The day is bright one, still bearable for this time of the
summer, blessed by unseasonal rains yesterday. Nonu, my daughter, otherwise
known as Sanskriti, turns seven today. I still go back seven years back this
day. The cool, benign hospital room, her mother slept tired, having brought in
a new life into this world. The weather was kind that year as well. Sun was
bright, splendid, but kinder than the usual harsh summer day of Delhi. Still remember,
walking into the nursery, in a small world of tiny kids, yet unknown to this
world, walking into it a stranger. They would open their eyes, tired, somewhat
unhappy, out of the safe, comforting womb of their mothers and look a while,
disenchanted and go back to sleep.
I went around and saw the third bed and the little one there,
held a band on her hand which proclaimed her as Baby of Seema Suryesh. Father
is still alien, an outsider to the child, an intruder in the cozy world of
togetherness, a magical island of charm between the mother and the child. But I
walk to you and hold my finger to you and you wrapped your pink, wrinkled palm
around that finger. It is as if we had known each other when you were not yet
there beyond a dream. I correct myself. We knew each other even when we both
did not exist beyond a dream. As if all my life was a wait for this moment when
your palm will curl around my finger.
Daughters are marvelous beings. They are the soft music
emancipated from the divine worlds to bless the otherwise bleak, unbelieving
world we inhabit. I believe, the saddest, most tired and bruised souls get
blessed by daughters as if an embarrassed God wanted to compensate us for
having a soul which felt more than what mind could understand. I held you that
night, and we slept together. I supported your soft head on my palms, and it
was as if your little mind spoke to me through my palms. Little did I know that
my entire being since will become centered around you.

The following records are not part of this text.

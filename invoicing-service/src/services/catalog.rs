//! Client and product management with plan limits and audit entries.

use rust_decimal::Decimal;
use serde::Serialize;
use service_core::error::AppError;
use std::sync::Arc;
use tracing::{info, instrument};
use utoipa::ToSchema;
use uuid::Uuid;

use crate::domain::{InvoiceError, ResourceKind};
use crate::models::{
    Client, ClientBalance, ClientRemoval, CreateClient, CreateProduct, InvoiceStatus,
    ListInvoicesFilter, Product, TaxRate, UpdateClient, UpdateProduct,
};
use crate::services::activity::{self, Actor};
use crate::services::entitlement::EntitlementChecker;
use crate::services::invoices::validate_unit_price;
use crate::services::store::InvoicingStore;

/// A client with its invoice balance.
#[derive(Debug, Clone, Serialize, ToSchema)]
pub struct ClientDetail {
    #[serde(flatten)]
    pub client: Client,
    #[serde(flatten)]
    pub balance: ClientBalance,
}

fn client_not_found() -> AppError {
    AppError::NotFound(anyhow::anyhow!("Client not found"))
}

fn product_not_found() -> AppError {
    AppError::NotFound(anyhow::anyhow!("Product not found"))
}

fn validate_product_fields(unit_price: Option<Decimal>, tax_rate: Option<i32>) -> Result<(), InvoiceError> {
    if let Some(unit_price) = unit_price {
        validate_unit_price(unit_price)?;
    }
    match tax_rate {
        Some(rate) if TaxRate::from_percent(rate).is_none() => Err(InvoiceError::InvalidTaxRate(rate)),
        _ => Ok(()),
    }
}

#[derive(Clone)]
pub struct CatalogService {
    store: Arc<dyn InvoicingStore>,
    entitlements: EntitlementChecker,
}

impl CatalogService {
    pub fn new(store: Arc<dyn InvoicingStore>, entitlements: EntitlementChecker) -> Self {
        Self {
            store,
            entitlements,
        }
    }

    /// Paid total and outstanding total of a client's invoices.
    pub async fn client_balance(&self, company_id: Uuid, client_id: Uuid) -> Result<ClientBalance, AppError> {
        let filter = ListInvoicesFilter {
            client_id: Some(client_id),
            ..ListInvoicesFilter::all()
        };
        let invoices = self.store.list_invoices(company_id, &filter).await?;
        Ok(invoices.iter().fold(ClientBalance::default(), |mut acc, invoice| {
            match invoice.status() {
                InvoiceStatus::Paid => acc.total_invoiced += invoice.total,
                status if status.is_outstanding() => acc.outstanding += invoice.total,
                _ => {}
            }
            acc
        }))
    }

    pub async fn get_client(&self, company_id: Uuid, client_id: Uuid) -> Result<ClientDetail, AppError> {
        let client = self
            .store
            .get_client(company_id, client_id)
            .await?
            .ok_or_else(client_not_found)?;
        let balance = self.client_balance(company_id, client_id).await?;
        Ok(ClientDetail { client, balance })
    }

    #[instrument(skip(self, actor, input), fields(company_id = %actor.company_id()))]
    pub async fn create_client(&self, actor: &Actor, mut input: CreateClient) -> Result<Client, AppError> {
        self.entitlements
            .ensure_can_create(&actor.company, ResourceKind::Client)
            .await?;
        input.company_id = actor.company_id();
        let client = self.store.create_client(&input).await?;

        info!(client_id = %client.client_id, "Client created");
        activity::record(
            self.store.as_ref(),
            actor
                .activity("client_create")
                .entity("client", client.client_id)
                .details(client.name.clone()),
        )
        .await;
        Ok(client)
    }

    #[instrument(skip(self, actor, input), fields(company_id = %actor.company_id()))]
    pub async fn update_client(
        &self,
        actor: &Actor,
        client_id: Uuid,
        input: &UpdateClient,
    ) -> Result<Client, AppError> {
        let client = self
            .store
            .update_client(actor.company_id(), client_id, input)
            .await?
            .ok_or_else(client_not_found)?;

        info!(client_id = %client_id, "Client updated");
        activity::record(
            self.store.as_ref(),
            actor.activity("client_update").entity("client", client_id),
        )
        .await;
        Ok(client)
    }

    #[instrument(skip(self, actor), fields(company_id = %actor.company_id()))]
    pub async fn delete_client(&self, actor: &Actor, client_id: Uuid) -> Result<ClientRemoval, AppError> {
        let removal = self
            .store
            .delete_client(actor.company_id(), client_id)
            .await?
            .ok_or_else(client_not_found)?;

        info!(client_id = %client_id, ?removal, "Client removed");
        activity::record(
            self.store.as_ref(),
            actor
                .activity("client_delete")
                .entity("client", client_id)
                .details(match removal {
                    ClientRemoval::Deactivated => "deactivated",
                    ClientRemoval::Deleted => "deleted",
                }),
        )
        .await;
        Ok(removal)
    }

    pub async fn get_product(&self, company_id: Uuid, product_id: Uuid) -> Result<Product, AppError> {
        self.store
            .get_product(company_id, product_id)
            .await?
            .ok_or_else(product_not_found)
    }

    #[instrument(skip(self, actor, input), fields(company_id = %actor.company_id()))]
    pub async fn create_product(&self, actor: &Actor, mut input: CreateProduct) -> Result<Product, AppError> {
        validate_product_fields(Some(input.unit_price), Some(input.tax_rate))?;
        self.entitlements
            .ensure_can_create(&actor.company, ResourceKind::Product)
            .await?;
        input.company_id = actor.company_id();
        let product = self.store.create_product(&input).await?;

        info!(product_id = %product.product_id, "Product created");
        activity::record(
            self.store.as_ref(),
            actor
                .activity("product_create")
                .entity("product", product.product_id)
                .details(product.name.clone()),
        )
        .await;
        Ok(product)
    }

    #[instrument(skip(self, actor, input), fields(company_id = %actor.company_id()))]
    pub async fn update_product(
        &self,
        actor: &Actor,
        product_id: Uuid,
        input: &UpdateProduct,
    ) -> Result<Product, AppError> {
        validate_product_fields(input.unit_price, input.tax_rate)?;
        let product = self
            .store
            .update_product(actor.company_id(), product_id, input)
            .await?
            .ok_or_else(product_not_found)?;

        info!(product_id = %product_id, "Product updated");
        activity::record(
            self.store.as_ref(),
            actor.activity("product_update").entity("product", product_id),
        )
        .await;
        Ok(product)
    }

    /// Products are never hard-deleted; line items may reference them.
    #[instrument(skip(self, actor), fields(company_id = %actor.company_id()))]
    pub async fn delete_product(&self, actor: &Actor, product_id: Uuid) -> Result<Product, AppError> {
        let product = self
            .store
            .deactivate_product(actor.company_id(), product_id)
            .await?
            .ok_or_else(product_not_found)?;

        info!(product_id = %product_id, "Product deactivated");
        activity::record(
            self.store.as_ref(),
            actor.activity("product_delete").entity("product", product_id),
        )
        .await;
        Ok(product)
    }
}

#[cfg(test)]
mod tests {
    use super::*;
    use rust_decimal_macros::dec;

    #[test]
    fn product_fields_are_validated() {
        assert!(validate_product_fields(Some(dec!(10)), Some(21)).is_ok());
        assert!(validate_product_fields(None, None).is_ok());
        assert_eq!(
            validate_product_fields(Some(dec!(-1)), None),
            Err(InvoiceError::InvalidUnitPrice)
        );
        assert_eq!(
            validate_product_fields(None, Some(7)),
            Err(InvoiceError::InvalidTaxRate(7))
        );
        assert_eq!(
            validate_product_fields(Some(dec!(33.333)), None),
            Err(InvoiceError::TooManyDecimals {
                field: "Unit price",
                places: 2
            })
        );
        assert!(matches!(
            validate_product_fields(Some(dec!(10000000000)), None),
            Err(InvoiceError::UnitPriceTooLarge { .. })
        ));
        assert!(validate_product_fields(Some(dec!(33.330)), None).is_ok());
    }
}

I have almost surrendered being anything else other than being a
father since you walked into my life with uncertain steps. Then came the
school, and still remember being first time addressing myself as Father of
Sanskriti. My whole identity, crafted and cultivated all my life will melt into
this singular identity- Father of Sanskriti.

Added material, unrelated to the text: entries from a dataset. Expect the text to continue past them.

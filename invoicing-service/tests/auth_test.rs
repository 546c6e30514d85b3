mod common;

use axum::http::{Method, StatusCode};
use common::{token_from_link, TestApp, PASSWORD};
use serde_json::json;

#[tokio::test]
async fn register_creates_user_company_and_session() {
    let app = TestApp::new();
    let session = app.register("Jonas@Example.lt").await;

    assert_eq!(session["token_type"], "Bearer");
    assert!(session["expires_in"].as_i64().unwrap() > 0);
    assert_eq!(session["user"]["email"], "jonas@example.lt");
    assert_eq!(session["user"]["is_verified"], false);
    assert!(session["user"].get("password_hash").is_none());
    assert_eq!(session["company"]["name"], "Jonas Jonaitis");
    assert_eq!(session["company"]["subscription_plan"], "free");
    assert_eq!(session["company"]["invoice_prefix"], "SF");

    let welcome = app.email.last_message().unwrap();
    assert_eq!(welcome.to, "jonas@example.lt");
    assert!(welcome.body_text.contains("/auth/verify?token="));
}

#[tokio::test]
async fn duplicate_email_conflicts() {
    let app = TestApp::new();
    app.register("jonas@example.lt").await;

    let (status, _) = app
        .call(
            Method::POST,
            "/auth/register",
            None,
            Some(json!({
                "email": "JONAS@example.lt",
                "password": PASSWORD,
                "first_name": "Kitas",
                "last_name": "Jonas"
            })),
        )
        .await;
    assert_eq!(status, StatusCode::CONFLICT);
}

#[tokio::test]
async fn registration_input_is_validated() {
    let app = TestApp::new();
    let (status, body) = app
        .call(
            Method::POST,
            "/auth/register",
            None,
            Some(json!({
                "email": "not-an-email",
                "password": "short",
                "first_name": "",
                "last_name": "Jonaitis"
            })),
        )
        .await;
    assert_eq!(status, StatusCode::UNPROCESSABLE_ENTITY);
    assert!(body["error"].is_string());

    let response = app
        .raw(Method::POST, "/auth/register", None, None)
        .await;
    assert!(response.status().is_client_error());
}

#[tokio::test]
async fn login_accepts_right_password_only() {
    let app = TestApp::new();
    app.register("jonas@example.lt").await;

    let (status, session) = app
        .call(
            Method::POST,
            "/auth/login",
            None,
            Some(json!({ "email": "jonas@example.lt", "password": PASSWORD })),
        )
        .await;
    assert_eq!(status, StatusCode::OK);
    assert!(session["access_token"].is_string());

    let (status, _) = app
        .call(
            Method::POST,
            "/auth/login",
            None,
            Some(json!({ "email": "jonas@example.lt", "password": "neteisingas" })),
        )
        .await;
    assert_eq!(status, StatusCode::UNAUTHORIZED);

    let (status, _) = app
        .call(
            Method::POST,
            "/auth/login",
            None,
            Some(json!({ "email": "nera@example.lt", "password": PASSWORD })),
        )
        .await;
    assert_eq!(status, StatusCode::UNAUTHORIZED);
}

#[tokio::test]
async fn protected_routes_require_a_valid_token() {
    let app = TestApp::new();

    let (status, body) = app.call(Method::GET, "/me", None, None).await;
    assert_eq!(status, StatusCode::UNAUTHORIZED);
    assert!(body["error"].is_string());

    let (status, _) = app.get("/invoices", "not-a-jwt").await;
    assert_eq!(status, StatusCode::UNAUTHORIZED);
}

#[tokio::test]
async fn email_verification_flow() {
    let app = TestApp::new();
    let session = app.register("jonas@example.lt").await;
    let token = session["access_token"].as_str().unwrap();
    let verify = token_from_link(&app.email.last_message().unwrap().body_text);

    let (status, _) = app
        .call(Method::GET, "/auth/verify?token=wrong", None, None)
        .await;
    assert_eq!(status, StatusCode::BAD_REQUEST);

    let (status, _) = app
        .call(Method::GET, &format!("/auth/verify?token={verify}"), None, None)
        .await;
    assert_eq!(status, StatusCode::OK);

    let (_, me) = app.get("/me", token).await;
    assert_eq!(me["user"]["is_verified"], true);
}

#[tokio::test]
async fn password_reset_flow() {
    let app = TestApp::new();
    app.register("jonas@example.lt").await;

    let before = app.email.send_count();
    let (status, _) = app
        .call(
            Method::POST,
            "/auth/forgot-password",
            None,
            Some(json!({ "email": "nera@example.lt" })),
        )
        .await;
    assert_eq!(status, StatusCode::OK);
    assert_eq!(app.email.send_count(), before);

    let (status, _) = app
        .call(
            Method::POST,
            "/auth/forgot-password",
            None,
            Some(json!({ "email": "jonas@example.lt" })),
        )
        .await;
    assert_eq!(status, StatusCode::OK);
    let reset = token_from_link(&app.email.last_message().unwrap().body_text);

    let (status, _) = app
        .call(
            Method::POST,
            "/auth/reset-password",
            None,
            Some(json!({ "token": reset, "password": "naujasslaptazodis" })),
        )
        .await;
    assert_eq!(status, StatusCode::OK);

    let (status, _) = app
        .call(
            Method::POST,
            "/auth/login",
            None,
            Some(json!({ "email": "jonas@example.lt", "password": "naujasslaptazodis" })),
        )
        .await;
    assert_eq!(status, StatusCode::OK);

    let (status, _) = app
        .call(
            Method::POST,
            "/auth/reset-password",
            None,
            Some(json!({ "token": reset, "password": "treciasslaptazodis" })),
        )
        .await;
    assert_eq!(status, StatusCode::BAD_REQUEST);
}

#[tokio::test]
async fn profile_and_password_changes() {
    let app = TestApp::new();
    let session = app.register("jonas@example.lt").await;
    let token = session["access_token"].as_str().unwrap();

    let (status, user) = app
        .put("/me", token, json!({ "first_name": "Petras", "phone": "+37060000000" }))
        .await;
    assert_eq!(status, StatusCode::OK);
    assert_eq!(user["first_name"], "Petras");
    assert_eq!(user["last_name"], "Jonaitis");

    let (status, _) = app
        .post(
            "/me/password",
            token,
            json!({ "current_password": "neteisingas", "new_password": "naujasslaptazodis" }),
        )
        .await;
    assert_eq!(status, StatusCode::BAD_REQUEST);

    let (status, _) = app
        .post(
            "/me/password",
            token,
            json!({ "current_password": PASSWORD, "new_password": "naujasslaptazodis" }),
        )
        .await;
    assert_eq!(status, StatusCode::OK);

    let (_, activity) = app.get("/activity?limit=5", token).await;
    let actions: Vec<&str> = activity
        .as_array()
        .unwrap()
        .iter()
        .map(|entry| entry["action"].as_str().unwrap())
        .collect();
    assert!(actions.contains(&"password_change"), "{actions:?}");
}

We will win and lose together and your pain and sorrows will
find a resting place in my heart. You are growing and your world expands beyond
me. Sometime, a father may lose out to the mother, especially when you go out
to buy all pink from the market. You might be amused when I ask you to run, to
play, when I frown at you when you wear your mother’s high heels. But that is
all about being a father. I know, I can see your world expanding beyond me. I
can see my arms grow weaker, my voice grow fainter. You will have to be strong
to be able to live without me, as I will live through you, in you.
That’s is the father for you, a little eccentric, a little
paranoid. I try not to scare you when I am scared- for you. Your strength as a
person will depend upon my ability to pretend strength when I am scared as hell
for your well-being. That and a faith of unquestioned love, which stands beyond
my need to look well in family, in the society. I have suffered being measured
against the social yardsticks, being asked to prove being worthy of love. I
will never hold it against you, not ever. I hope when the world wants me to
measure you, against someone else, I will remember myself. I will be the one
standing beside you, against the whole world, even when I do not understand
you, old and ancient that I am. I will not tell you the right from wrong, I
will educate you to know that. We all make our own mistakes, I know you too
would make your own.
I will not judge you from the mistakes you make, but by
how you bounce back from them. You know, child, father is not a person, a body.
It is a cloud which walks with you on harsh summer day and it is a warm thought
which wraps around you on cruel winters. I will always be that cloud, that thought.
You have blessed my being by the first time you called me Baba, and the first
time you smiled your first toothless smile when I came back from the office, in
a bright yellow shirt and a brighter tie and you looked at me from your rocker.
You have already given me much more than I could ask for by being what you are.
I must not want anything more. You are not here to fulfil my dreams, I am there
to cherish you flights to the sun, big and small. Go my little Angel, go, be
brave and gulp the Sun, for you are loved and watched over.